In theory, Tether verifies the identity of its customers, but this applies mainly to so-called direct customers. Meanwhile, the larger part of the secondary market, where tether is freely available to ordinary users, remains largely unregulated. Tether coins can be transferred almost instantly between different digital wallets, making it difficult to determine their original owner and ultimate destination. Tether representatives claim that every transaction in their cryptocurrency can be tracked on “public blockchains,” where all USDT transactions are recorded, and that anyone can freeze coins in any digital wallet if violations or illegal activities are detected. In practice, however, this is very difficult, if not impossible.

According to ChainArgos, between 2018 and June, 2024, Tether blocked 2,713 wallets on its two most popular blockchains. A total of a hundred and fifty-three billion dollars was sent to suspicious wallets, of which the company managed to freeze only $1.4 billion. The rest of the money was transferred onward, and the company didn’t have enough time to stop those transactions. A United Nations report published in January, 2024, found that tether is the “preferred choice” for money laundering in Southeast Asia.

The Cantor Connection

So far, despite finding itself in the crosshairs of the current Administration in Washington, the tether stablecoin continues to function without hindrance. The financial potential of Tether Holdings certainly plays no small role in this. The company is estimated to have influence over a global digital-asset market worth two trillion dollars and is a key player in the cryptocurrency ecosystem. USDT’s market capitalization of a hundred and twenty billion dollars makes it by far the largest stablecoin in the industry.

It’s also possible that a certain role in maintaining tether’s stability is played by Tether Holdings’ close coöperation with Cantor Fitzgerald, a Wall Street bond-trading powerhouse. Cantor holds most of the eighty billion dollars that Tether Holdings has invested in U.S. Treasury bonds. The C.E.O. of Cantor is Howard Lutnick, who is simultaneously heading President-elect Donald Trump’s transition team. Lutnick’s name has also been mentioned as a candidate for Trump’s chief of staff.

In the struggle over tether, one cannot ignore the rivalry between the main competitors in the American stablecoin market. Circle, the issuer of another American stablecoin, USDC, has poured fuel on the fire by stating that if U.S. federal agencies really want to curtail Tether Holdings’ illegal activities, “all they have to do is seize the assets held by Cantor, and tether will collapse like a cheap suit.”

It’s worth noting, as a sidebar to the Tether Holdings and Circle rivalry, that legislative work is currently under way in the United States to regulate the stablecoin market. Several bills concerning this specific cryptocurrency are in play. Speculation has emerged that during his visits to Capitol Hill and conversations with congressmen, Lutnick has raised not only issues related to Trump’s transition but has also tried to persuade legislators to refrain from passing any laws that might promote Circle at the expense of Tether Holdings.

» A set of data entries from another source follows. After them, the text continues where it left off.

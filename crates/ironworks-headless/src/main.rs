//! Headless runner: builds the starter factory, runs it, prints the ledger.
//!
//! ```text
//! ironworks-headless [--config FILE] [--frames N] [--force N]
//! ```

use anyhow::{Context, Result};
use ironworks_core::config::SimConfig;
use ironworks_core::engine::Engine;
use ironworks_core::event::{Event, EventKind};
use ironworks_core::layout::example_factory;
use std::path::PathBuf;
use tracing::info;
use tracing_subscriber::EnvFilter;

#[derive(Debug, Default)]
struct Args {
    config: Option<PathBuf>,
    frames: u64,
    force: u64,
}

fn parse_args() -> Result<Args> {
    let mut args = Args {
        frames: 3600,
        ..Args::default()
    };
    let mut it = std::env::args().skip(1);
    while let Some(arg) = it.next() {
        match arg.as_str() {
            "--config" => args.config = it.next().map(PathBuf::from),
            "--frames" => {
                let n = it.next().context("--frames needs a value")?;
                args.frames = n.parse().with_context(|| format!("bad --frames {n:?}"))?;
            }
            "--force" => {
                let n = it.next().context("--force needs a value")?;
                args.force = n.parse().with_context(|| format!("bad --force {n:?}"))?;
            }
            other => anyhow::bail!("unknown argument {other:?}"),
        }
    }
    Ok(args)
}

fn main() -> Result<()> {
    let filter = EnvFilter::try_from_default_env().unwrap_or_else(|_| EnvFilter::new("info"));
    tracing_subscriber::fmt().with_env_filter(filter).init();

    let args = parse_args()?;
    let config = match &args.config {
        Some(path) => SimConfig::load(path)
            .with_context(|| format!("loading config {}", path.display()))?,
        None => SimConfig::default(),
    };
    info!(?args, rows = config.rows, cols = config.cols, "starting headless run");

    let mut engine = Engine::from_config(&config)?;
    engine.suppress_event(EventKind::ItemMoved);
    engine.on_passive(
        EventKind::DayEnded,
        Box::new(|e| {
            if let Event::DayEnded { day, daily_profit, .. } = e {
                info!(day, daily_profit, "day closed");
            }
        }),
    );
    example_factory(&mut engine).context("placing the example factory")?;

    for _ in 0..args.frames {
        engine.step_frame();
    }
    for _ in 0..args.force {
        engine.force_step();
    }

    if let Err(msg) = engine.check_invariants() {
        anyhow::bail!("invariant violated: {msg}");
    }
    let view = engine.economy_snapshot();
    info!(
        tick = engine.tick(),
        day = engine.day(),
        balance = view.balance,
        state_hash = %format!("{:016x}", engine.state_hash()),
        "run complete"
    );
    println!("{}", serde_json::to_string_pretty(&view)?);
    Ok(())
}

In the end, tether represents a curious paradox of the digital age: a currency designed to provide stability has instead become a vehicle for instability, a tool that promises transparency while thriving in opacity, a dollar that isn’t quite a dollar, circulating in an economy that isn’t quite an economy—at least not one that any government can fully see or control. Whether it survives the coming regulatory reckoning may depend less on its technological merits than on the political winds blowing through Washington, and on whether those winds favor a former plastic surgeon on the French Riviera or his rivals closer to home.